この飲食街は魔法剣技部隊の訓練兵、候補生も頻繁に利用する場所だ。
場所柄、海産品の取り揃えも豊富で、現在、ソフィア、カーリア、シルフがいる店は魔法剣技部隊も贔屓にする海鮮パスタ中心の食堂だ。
店の女将が大盛りの皿に魚介がたっぷりと入ったパスタを持ってきた。
「まさかねぇ、王女様がうちの店の料理を食べてくれるなんてねぇ!
こんな光栄なことはないよぉ、たんと食べていってくださいな!」
「お心遣い感謝いたします。とても美味しそうです」
「あらま、本当にいい子だねぇ、益々サービスしたくなっちゃうよ」
気を良くした女将が更に数品目を厨房に向けて叫び上げたのを聞いて、ソフィアが軽いため息をついてシルフに耳打ちする。
(シルフ…、食べ切れなかったら食べてくれる?
残したりしたらすごく申し訳なくて…)
(ご心配なく、部下たちも控えていますから)
並べられた大皿の魚介パスタから少量を取皿に取ると、ちまちまとフォークで取りながら食べるソフィアと対象的に、大盛りにした取皿から豪快に口に頬張るカーリア。

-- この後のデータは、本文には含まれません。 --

//! The warning sink.
//!
//! Warnings accumulate in order; errors abort. Suppression is decided
//! when the warning is raised, so a suppressed warning never occupies a
//! slot in the output list and never trips `warn_as_error`.

use crate::environ::{CompileOptions, ZilError, ZilResult};
use std::fmt;

/// A recorded warning.
#[derive(Clone, Debug, PartialEq, Eq)]
pub struct Warning {
    /// Diagnostic code, e.g. `ZIL0204` or `MDL0428`.
    pub code: &'static str,
    /// Human-readable text.
    pub message: String,
}

impl fmt::Display for Warning {
    fn fmt(&self, f: &mut fmt::Formatter) -> fmt::Result {
        write!(f, "[{}] {}", self.code, self.message)
    }
}

/// Collects warnings according to the suppression and promotion options.
#[derive(Clone, Debug)]
pub struct Diagnostics {
    warnings: Vec<Warning>,
    suppress_all: bool,
    suppressed: Vec<String>,
    warn_as_error: bool,
}

impl Diagnostics {
    /// Create a sink configured from `options`.
    pub fn new(options: &CompileOptions) -> Self {
        Self {
            warnings: Vec::new(),
            suppress_all: options.suppress_all_warnings,
            suppressed: options.suppressed_warnings.clone(),
            warn_as_error: options.warn_as_error,
        }
    }

    fn is_suppressed(&self, code: &str) -> bool {
        self.suppress_all || self.suppressed.iter().any(|p| code.starts_with(p.as_str()))
    }

    /// Record a warning, or fail if warnings are promoted to errors.
    pub fn warn(&mut self, code: &'static str, message: String) -> ZilResult<()> {
        if self.is_suppressed(code) {
            return Ok(());
        }
        if self.warn_as_error {
            return Err(ZilError::WarningAsError {
                code: code.to_string(),
                message,
            });
        }
        self.warnings.push(Warning { code, message });
        Ok(())
    }

    /// The warnings recorded so far, in order.
    pub fn warnings(&self) -> &[Warning] {
        &self.warnings
    }

    /// Yield the recorded warnings.
    pub fn into_warnings(self) -> Vec<Warning> {
        self.warnings
    }
}

#[cfg(test)]
mod tests {
    use super::*;
    use zilt_codegen::Version;

    #[test]
    fn prefix_suppression() {
        let mut options = CompileOptions::new(Version::V3);
        options.suppressed_warnings.push("ZIL02".to_string());
        let mut diags = Diagnostics::new(&options);

        diags.warn("ZIL0204", "suppressed".to_string()).unwrap();
        diags.warn("ZIL0410", "kept".to_string()).unwrap();
        assert_eq!(diags.warnings().len(), 1);
        assert_eq!(diags.warnings()[0].code, "ZIL0410");
    }

    #[test]
    fn promotion() {
        let mut options = CompileOptions::new(Version::V3);
        options.warn_as_error = true;
        let mut diags = Diagnostics::new(&options);

        let err = diags.warn("MDL0428", "boom".to_string()).unwrap_err();
        match err {
            ZilError::WarningAsError { code, .. } => assert_eq!(code, "MDL0428"),
            other => panic!("unexpected error {:?}", other),
        }
    }

    #[test]
    fn suppress_all_beats_promotion() {
        let mut options = CompileOptions::new(Version::V3);
        options.warn_as_error = true;
        options.suppress_all_warnings = true;
        let mut diags = Diagnostics::new(&options);
        diags.warn("ZIL0204", "quiet".to_string()).unwrap();
        assert!(diags.warnings().is_empty());
    }
}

「カーリアちゃん、そんな風に食べたらお行儀悪いよー」
「なーに言ってんの。あんたみたいに食べてたら日が暮れちゃうでしょ」
「カーリア様、綺麗な服がソースで汚れてしまいますよ」
「むぐッ…、ありがとう!シルフ様! えへへ!」
カーリアの口の周りのソースをテーブルのナフキンで拭きながら、運ばれてくる料理を配膳するなど世話を焼くシルフの姿を店の外から眺めるアーニャは辟易した不機嫌な表情でエアンストの横腹を肘で突いた。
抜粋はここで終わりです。